“Pittsburgh” by Ali Shapiro

Ali Shapiro

PITTSBURGH

Between you and me
is Pittsburgh, the city of bridges, the steel city, the buckle
on the Rust Belt, birthplace
of Gertrude Stein and setting
of Flashdance. I’d drive East
for five hours and you’d drive West
for five hours and we’d be there, in Pittsburgh,
where the murder rate is 2.61 times
the national average, which means we might not
survive Pittsburgh, but the natural disaster risk
is second-lowest in the nation, which means
there’s a chance. Right outside
Pittsburgh is Frank Lloyd Wright’s
Fallingwater, which its residents called
Rising Mildew, and which is something like what
Pittsburgh would be for us: beautiful
and useless.
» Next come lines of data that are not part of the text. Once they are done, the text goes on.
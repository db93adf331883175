use serde::Serialize;

use crate::{
    define_index_newtype,
    problem::{city::CityIdx, problem_error::ProblemError},
};

define_index_newtype!(VehicleIdx);

#[derive(Serialize, Debug, Clone, PartialEq)]
pub struct Vehicle {
    external_id: String,
    capacity: u32,
    cost_per_km: f64,
    home_city: CityIdx,
}

impl Vehicle {
    pub fn external_id(&self) -> &str {
        &self.external_id
    }

    pub fn capacity(&self) -> u32 {
        self.capacity
    }

    pub fn cost_per_km(&self) -> f64 {
        self.cost_per_km
    }

    pub fn home_city(&self) -> CityIdx {
        self.home_city
    }

    pub fn can_carry(&self, weight: u32) -> bool {
        weight <= self.capacity
    }
}

#[derive(Default)]
pub struct VehicleBuilder {
    external_id: Option<String>,
    capacity: Option<u32>,
    cost_per_km: Option<f64>,
    home_city: Option<CityIdx>,
}

impl VehicleBuilder {
    pub fn set_vehicle_id(&mut self, external_id: impl Into<String>) -> &mut VehicleBuilder {
        self.external_id = Some(external_id.into());
        self
    }

    pub fn set_capacity(&mut self, capacity: u32) -> &mut VehicleBuilder {
        self.capacity = Some(capacity);
        self
    }

    pub fn set_cost_per_km(&mut self, cost_per_km: f64) -> &mut VehicleBuilder {
        self.cost_per_km = Some(cost_per_km);
        self
    }

    pub fn set_home_city(&mut self, home_city: impl Into<CityIdx>) -> &mut VehicleBuilder {
        self.home_city = Some(home_city.into());
        self
    }

    pub fn build(self) -> Result<Vehicle, ProblemError> {
        Ok(Vehicle {
            external_id: self
                .external_id
                .ok_or(ProblemError::MissingVehicleField("id"))?,
            capacity: self
                .capacity
                .ok_or(ProblemError::MissingVehicleField("capacity"))?,
            cost_per_km: self
                .cost_per_km
                .ok_or(ProblemError::MissingVehicleField("cost_per_km"))?,
            home_city: self
                .home_city
                .ok_or(ProblemError::MissingVehicleField("home_city"))?,
        })
    }
}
Pittsburgh is the Paris
of Appalachia and has three more bridges
than Venice and speaking of places
that aren’t Pittsburgh, Pittsburgh
has seventeen sister cities, including
Presov, Slovakia and Skopje, Macedonia
and Saarbrucken, Germany and Da Nang,
Vietnam, but none of these cities
have the Pittsburgh Steelers, or the Pittsburgh
Pirates, or the Pittsburgh Passion, or the Pittsburgh
Riverhounds. And I’m telling you all this
because I know that if we went to Pittsburgh we wouldn’t
see Pittsburgh, wouldn’t stroll
through Beechview or Beltzhoover
or the Strip District or Windgap, wouldn’t know
any neighborhood in Pittsburgh except
the one that contained the cheap chain hotel room
we’d be renting for just a few hours, so that I
could see your face and you could see my face and that’s
what Pittsburgh would look like, our faces, stupid
with relief, tired from driving
all that distance to a city that could
be any city, but isn’t, because we’re there,
together, for the first time, finally, again.